Unhealthy market fixations, Cineworld’s time to die?
There has been a lot of column inches written, and much ink spilled, over Donald Trump testing positive for the coronavirus. There were, I fear, a few too many quick to sound the alarm and say this would see stocks ‘tumble’, etc.
True, US stock markets fell on Friday, with the S&P 500 down 1%. But this was 25pts above the lows of the day and likely just as much about a tepid September jobs report from the US as anything else; the broad market finished the week up by 1.5% in the end. Hopes of stimulus persist and Nancy Pelosi said on Sunday that lawmakers are making progress.
Traders should still be on alert for updates on Trump’s status, but unless things go very bad it should just be a lot of noise. The President could be discharged from hospital today.
European markets rose in early trade but pared gains as PMIs crossed to show lacklustre recovery in the Eurozone. US stock futures indicated a bounce when Wall Street opens later. One market that has seemingly been brought back from the brink is the bond market, which looked to all intents and purposes like it had been completely killed by the Fed.

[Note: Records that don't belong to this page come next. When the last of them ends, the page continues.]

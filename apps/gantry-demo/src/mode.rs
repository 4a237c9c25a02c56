use std::fmt;

use crate::errors::DemoError;

/// Engine configuration selected on the command line.
#[derive(Debug, Clone, Copy, PartialEq, Eq)]
pub enum EngineMode {
    /// Single node with an in-process definition cache.
    CoLocated,
    /// Cluster member that defers all definition lookups to the registry.
    Distributed,
}

impl EngineMode {
    /// Case-insensitive match against the two accepted tokens. Anything
    /// else is a usage error; there is no default mode to fall back to.
    pub fn select(token: &str) -> Result<Self, DemoError> {
        match token.to_ascii_lowercase().as_str() {
            "default" => Ok(EngineMode::CoLocated),
            "distributed" => Ok(EngineMode::Distributed),
            _ => Err(DemoError::InvalidMode(token.to_string())),
        }
    }

    /// Name of the embedded configuration resource backing this mode.
    pub fn config_resource(&self) -> &'static str {
        match self {
            EngineMode::CoLocated => "engine.default.toml",
            EngineMode::Distributed => "engine.distributed.toml",
        }
    }

    pub fn is_distributed(&self) -> bool {
        matches!(self, EngineMode::Distributed)
    }
}

impl fmt::Display for EngineMode {
    fn fmt(&self, f: &mut fmt::Formatter<'_>) -> fmt::Result {
        match self {
            EngineMode::CoLocated => write!(f, "default"),
            EngineMode::Distributed => write!(f, "distributed"),
        }
    }
}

Treasury yields moved higher on hopes of stimulus with the US 10-year showing some vital signs at last and nudging up to 0.7%.

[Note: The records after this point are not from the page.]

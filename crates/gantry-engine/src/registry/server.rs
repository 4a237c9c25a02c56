use std::io;
use std::net::SocketAddr;
use std::sync::Arc;

use axum::extract::{Path, State};
use axum::http::StatusCode;
use axum::response::{IntoResponse, Response};
use axum::routing::{get, post};
use axum::{Json, Router};
use serde_json::json;
use tokio::net::TcpListener;
use tokio::sync::{oneshot, Mutex};
use tokio::task::JoinHandle;
use tracing::{error, info};
use uuid::Uuid;

use crate::error::ServerError;
use crate::types::{
    workload_key, CountResponse, DefinitionRecord, DeployedDefinition, ErrorBody,
    RegisterDefinitionRequest, RegistryStats, StartInstanceRequest, StartedInstance,
};

/// The process-wide definition store behind the HTTP surface. Definitions are
/// append-only; the next index is always `definitions.len() + 1`, which keeps
/// keys sequential even across clients registering concurrently.
#[derive(Debug, Default)]
struct RegistryState {
    definitions: Vec<DefinitionRecord>,
    instances_started: u64,
}

type SharedState = Arc<Mutex<RegistryState>>;

/// In-process registry server shared by all demo nodes on a host. Exactly one
/// process can hold the well-known address; the rest talk to it over HTTP.
pub struct RegistryServer;

impl RegistryServer {
    /// Binds `addr` and serves the registry until the returned handle is
    /// stopped or dropped. A contended address surfaces as
    /// [`ServerError::AddressInUse`] so callers can fall back to client-only
    /// operation.
    pub async fn start(addr: SocketAddr) -> Result<RegistryServerHandle, ServerError> {
        let listener = TcpListener::bind(addr).await.map_err(|err| {
            if err.kind() == io::ErrorKind::AddrInUse {
                ServerError::AddressInUse { addr }
            } else {
                ServerError::Bind { addr, source: err }
            }
        })?;
        let local_addr = listener
            .local_addr()
            .map_err(|source| ServerError::Bind { addr, source })?;

        let state: SharedState = Arc::new(Mutex::new(RegistryState::default()));
        let app = Router::new()
            .route("/healthz", get(health))
            .route("/stats", get(stats))
            .route("/definitions", post(register_definition))
            .route("/definitions/count", get(count_definitions))
            .route("/definitions/by-key/:key", get(definition_by_key))
            .route("/instances", post(start_instance))
            .with_state(state);

        let (shutdown_tx, shutdown_rx) = oneshot::channel::<()>();
        let task = tokio::spawn(async move {
            let serve = axum::serve(listener, app).with_graceful_shutdown(async move {
                let _ = shutdown_rx.await;
            });
            if let Err(err) = serve.await {
                error!(error = %err, "registry server terminated unexpectedly");
            }
        });
        info!(addr = %local_addr, "registry server listening");

        Ok(RegistryServerHandle {
            local_addr,
            shutdown: shutdown_tx,
            task,
        })
    }
}

/// Owning handle for a running registry server. Dropping it also shuts the
/// server down, but `stop` waits for in-flight requests to drain.
#[derive(Debug)]
pub struct RegistryServerHandle {
    local_addr: SocketAddr,
    shutdown: oneshot::Sender<()>,
    task: JoinHandle<()>,
}

impl RegistryServerHandle {
    /// Address the server actually bound, useful when starting on port 0.
    pub fn local_addr(&self) -> SocketAddr {
        self.local_addr
    }

    /// Gracefully stops the server and waits for it to finish.
    pub async fn stop(self) {
        let RegistryServerHandle {
            local_addr,
            shutdown,
            task,
        } = self;
        let _ = shutdown.send(());
        let _ = task.await;
        info!(addr = %local_addr, "registry server stopped");
    }
}

struct ApiError {
    status: StatusCode,
    message: String,
}

impl ApiError {
    fn not_found(message: impl Into<String>) -> Self {
        Self {
            status: StatusCode::NOT_FOUND,
            message: message.into(),
        }
    }

    fn unprocessable(message: impl Into<String>) -> Self {
        Self {
            status: StatusCode::UNPROCESSABLE_ENTITY,
            message: message.into(),
        }
    }
}

impl IntoResponse for ApiError {
    fn into_response(self) -> Response {
        (
            self.status,
            Json(ErrorBody {
                error: self.message,
            }),
        )
            .into_response()
    }
}

async fn health() -> impl IntoResponse {
    Json(json!({ "status": "ok" }))
}

async fn stats(State(state): State<SharedState>) -> Json<RegistryStats> {
    let state = state.lock().await;
    Json(RegistryStats {
        definitions: state.definitions.len() as u64,
        instances_started: state.instances_started,
    })
}

async fn count_definitions(State(state): State<SharedState>) -> Json<CountResponse> {
    let state = state.lock().await;
    Json(CountResponse {
        count: state.definitions.len() as u64,
    })
}

async fn register_definition(
    State(state): State<SharedState>,
    Json(request): Json<RegisterDefinitionRequest>,
) -> Result<Json<DeployedDefinition>, ApiError> {
    if request.name.trim().is_empty() {
        return Err(ApiError::unprocessable("definition name must not be empty"));
    }
    let mut state = state.lock().await;
    let index = state.definitions.len() as u64 + 1;
    let record = DefinitionRecord {
        id: Uuid::new_v4(),
        index,
        key: workload_key(index),
        name: request.name,
        content: request.content,
    };
    let receipt = DeployedDefinition {
        id: record.id,
        index: record.index,
        key: record.key.clone(),
        name: record.name.clone(),
    };
    info!(index, key = %record.key, name = %record.name, "workload definition registered");
    state.definitions.push(record);
    Ok(Json(receipt))
}

async fn definition_by_key(
    State(state): State<SharedState>,
    Path(key): Path<String>,
) -> Result<Json<DefinitionRecord>, ApiError> {
    let state = state.lock().await;
    resolve_key(&state, &key)
        .cloned()
        .map(Json)
        .ok_or_else(|| ApiError::not_found(format!("no definition registered under '{key}'")))
}

async fn start_instance(
    State(state): State<SharedState>,
    Json(request): Json<StartInstanceRequest>,
) -> Result<Json<StartedInstance>, ApiError> {
    let mut state = state.lock().await;
    let definition_id = match resolve_key(&state, &request.key) {
        Some(record) => record.id,
        None => {
            return Err(ApiError::not_found(format!(
                "no definition registered under '{}'",
                request.key
            )))
        }
    };
    state.instances_started += 1;
    let instance = StartedInstance {
        instance_id: Uuid::new_v4(),
        key: request.key,
        definition_id,
    };
    info!(key = %instance.key, instance_id = %instance.instance_id, "workload instance started");
    Ok(Json(instance))
}

/// Newest record wins when a key appears more than once; the store is
/// append-only, so "newest" is simply the last match.
fn resolve_key<'a>(state: &'a RegistryState, key: &str) -> Option<&'a DefinitionRecord> {
    state.definitions.iter().rev().find(|record| record.key == key)
}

US labour market recovery slows
The US labour market is not in good health, with the economy creating 661k jobs in September vs the 800k expected. This was also a marked decline from the 1.371m created in August. The unemployment rate declined for a fifth straight month to 7.9%, but it remains at historically high levels.
The US economy has recovered about half the jobs lost at the peak of the pandemic. The problem remains the same as we have been saying for months now – the reopening rebound was the easy part. The hard slog lies ahead, and it could take years to fully recover all the lost jobs. The UK seems to be in a similar position.
Cineworld stock tumbles as chain shuts UK and US theatres
Time to die? Cineworld is closing all its cinemas in the UK and US amid a collapse in demand due to the pandemic. Shares plunged 50% on the news this morning. The delay to the next James Bond film was the straw that broke the camel’s back, but Cineworld was a little bloated before the pandemic struck.
Net debt of over $8bn – thanks mainly to two large leveraged acquisitions in recent years – and a market cap of $540m by the close on Friday left Cineworld in a difficult position to refinance if punters were not coming through the doors; without the Bond franchise to draw people in there was little option – closing its theatres at least gives it a chance to preserve cash and wait for things to improve. Refinancing by some sort of rights issue seems inevitable.
However, I fear there have been permanent behavioural shifts in consumers that will mean the market is forever smaller. It is hard to gauge right now what permanent damage is done to cinemas, but the closure of Cineworld, however temporary, is a plain indicator that it could be significant and lasting.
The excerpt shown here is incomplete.